Steve Griessel, owner of the Betz Family Winery in Washington State, is a serial entrepreneur who has founded or run multiple businesses over his career, including two public companies.
So he would obviously understand that business is a ruthless, cut throat affair, pitting companies against each other in an all out war for survival … right?
Wrong.
Griessel, an unassuming South African transplant to Washington, believes businesses survive best when they can work together to their mutual benefit. In a presentation to the BC Wine Institute’s Insight Forum, Griessel outlined how cooperation and a ‘neighbourly attitude’ helped Washington State become the second largest wine region in America.
“The first thing you’ve got to realize is that you’re not actually competing against each other; you’re competing against the rest of the world,” Griessel says.
The point of Griessel’s presentation to more than 100 growers and winemakers was that wineries in smaller wine regions will see better growth by working collaboratively to promote that region, as opposed to competing fiercely with their neighbours.
In that sense, BC winemakers provide a pretty receptive audience to that message. The BC wine industry has done a good job of organizing collective marketing campaigns, and winery owners have been known to help out other wineries when they’ve struggled through a crisis, such as the disastrous Summer of Fire in 2003.
But Griessel says there’s always room for improvement, and shared his region’s experience in building out an industry with 930 wineries and 55,000 acres of planted vines.
“It’s a very interesting region,” Griessel says. “We are now the second largest grape growing region in the United States after California … but of course, we are dwarfed by their wine region as they produce more wine than the rest of North America combined.”
Despite the huge disparity in size, Griessel says Washington wineries have prospered and grown by working on joint marketing campaigns that promote the quality of the region’s wines. That awareness has driven an almost unparalleled reputation among wine critics, which has in turn promoted the brand of Washington State wineries as a whole.
Griessel says making great wine is part of the job, but equally important is letting people know you’re making great wine. That’s something the Washington wineries have excelled at.
Between 2009 and 2016, 46 per cent of the wines produced in Washington earned a score of 90 or higher from Wine Spectator. That contrasts favourably with wines from California at 32 per cent, France at 42 per cent, Italy at 34 per cent, and Oregon at 45 per cent.
1 of 2
Red Willow
The Red Willow Vineyard in the Yakima Valley is the farthest west and highest altitude vineyard.
2 of 2
Betz Vineyards
Griessel currently serves as vice-chair at the Washington Wine Commission, and says highly targeted marketing by the entire sector helped establish the high reputation the state’s wineries enjoy.
“Being friends and neighbours and having great camaradarie is very critical to the success in our industry,” Griessel says. “In terms of marketing, we work together to ‘influence the influencers’, which includes the media, educational entities, core consumers, and what we call Pacific Northwest icons.”

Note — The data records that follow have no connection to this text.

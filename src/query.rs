//! Query model: collection, ordered conditions, result sections, page.
//!
//! A [`Query`] is immutable once built. Condition order matters: the wire
//! format addresses conditions positionally (`index1/value1`,
//! `index2/value2`, ...), so conditions are kept in insertion order and are
//! never re-sorted. Page navigation produces a new `Query` differing only
//! in its page number.

use crate::error::{IsbndbError, Result};
use crate::transport::Request;
use indexmap::IndexMap;

/// Collection queried when the caller does not name one.
pub const DEFAULT_COLLECTION: &str = "books";

/// Result section requested when the caller does not name any.
pub const DEFAULT_RESULTS: &str = "details";

/// An immutable description of one search against the service.
///
/// Built with a consuming builder, in the order the conditions should
/// appear on the wire:
///
/// ```
/// use isbndb::Query;
///
/// let query = Query::new("books")
///     .condition("title", "hello")
///     .condition("author", "medearis");
/// assert_eq!(query.condition_count(), 2);
/// ```
#[derive(Debug, Clone, PartialEq, Eq)]
pub struct Query {
    collection: String,
    conditions: IndexMap<String, String>,
    results: Vec<String>,
    page: u64,
}

impl Query {
    /// Start a query against the given collection with the default result
    /// section (`details`) and page 1.
    #[must_use]
    pub fn new(collection: impl Into<String>) -> Self {
        Query {
            collection: collection.into(),
            conditions: IndexMap::new(),
            results: vec![DEFAULT_RESULTS.to_string()],
            page: 1,
        }
    }

    /// Start a query against the default collection (`books`).
    #[must_use]
    pub fn books() -> Self {
        Query::new(DEFAULT_COLLECTION)
    }

    /// Append an equality condition. Field and value are trimmed.
    ///
    /// Conditions keep their insertion order; repeating a field updates its
    /// value without changing its position.
    #[must_use]
    pub fn condition(mut self, field: &str, value: &str) -> Self {
        self.conditions
            .insert(field.trim().to_string(), value.trim().to_string());
        self
    }

    /// Replace the requested result sections.
    #[must_use]
    pub fn results<I, S>(mut self, results: I) -> Self
    where
        I: IntoIterator<Item = S>,
        S: Into<String>,
    {
        self.results = results.into_iter().map(Into::into).collect();
        self
    }

    /// Set the requested page (1-based).
    #[must_use]
    pub fn page(mut self, page: u64) -> Self {
        self.page = page;
        self
    }

    /// A copy of this query pointed at a different page.
    #[must_use]
    pub fn with_page(&self, page: u64) -> Self {
        let mut copy = self.clone();
        copy.page = page;
        copy
    }

    /// The collection name this query targets.
    #[must_use]
    pub fn collection(&self) -> &str {
        &self.collection
    }

    /// The 1-based page this query requests.
    #[must_use]
    pub fn page_number(&self) -> u64 {
        self.page
    }

    /// The requested result sections.
    #[must_use]
    pub fn result_sections(&self) -> &[String] {
        &self.results
    }

    /// The conditions in wire order.
    pub fn condition_pairs(&self) -> impl Iterator<Item = (&str, &str)> {
        self.conditions
            .iter()
            .map(|(k, v)| (k.as_str(), v.as_str()))
    }

    /// Number of conditions.
    #[must_use]
    pub fn condition_count(&self) -> usize {
        self.conditions.len()
    }

    /// Fail fast if the query has no conditions.
    ///
    /// # Errors
    ///
    /// Returns [`IsbndbError::InvalidQuery`] when no conditions were given.
    pub fn validate(&self) -> Result<()> {
        if self.conditions.is_empty() {
            return Err(IsbndbError::InvalidQuery(
                "no conditions specified; at least one field/value pair is required".to_string(),
            ));
        }
        Ok(())
    }

    /// Render this query as a request descriptor carrying the given access
    /// key. Conditions are assigned positional indices 1..N in their stored
    /// order.
    #[must_use]
    pub fn to_request(&self, access_key: &str) -> Request {
        Request {
            collection: self.collection.clone(),
            access_key: access_key.to_string(),
            results: self.results.clone(),
            conditions: self
                .conditions
                .iter()
                .map(|(k, v)| (k.clone(), v.clone()))
                .collect(),
            page: self.page,
        }
    }
}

A good example of the Wine Commission’s marketing strategy, Griessel says, are the frequent campaigns the wineries will run in select cities. The wineries work together in an organized marketing blitz, creating buzz around their products and educating bloggers, sommeliers and influential consumers (who typically have a large social media following) over a short but intense period.
“We go in with a campaign where we work with the local retailers in that city,” Griessel says. “We have local tasting events, and we’ll often have a big tasting event with the ‘somms’ (sommeliers), and this type of campaign will go on for a couple of months.
“Other times we’ll bring in the top 40 or 50 influencers (usually wine critics and sommeliers) to Washington from around the country.”
While the size of Washington’s production may pale in comparison to California’s, the state’s Wine Commission has 102,000 followers on Facebook; the third highest number for any wine organization in the world, and much higher than the account for Napa Valley.
The Wine Commission itself is a critical aspect of Washington’s success, Griessel says, as it acts as a central organizing body for marketing and research. Membership in the Wine Commission is mandatory in Washington State, and members contribute $12 per ton of grapes and 8 cents per gallon of wine to the Wine Commission, which currently has a $5.5 million annual budget.
Members are represented by a board of 13 directors, all drawn from the industry, with five seats for growers, five for wine producers, one for distributors, one for the Dept. of Agriculture, and one for non-vinifera producers.
In addition to marketing, Griessel says a tight focus on enology research is seen as key. The Wine Commission and its members recently raised $25 million to establish the Viticulture and Enology program at Washington Statue University as one of the most advanced wine research centres in the world.
Again, Griessel says cooperation, not competition, was key to the project’s success.
“If you really want to change the world, you have to work together,” he said.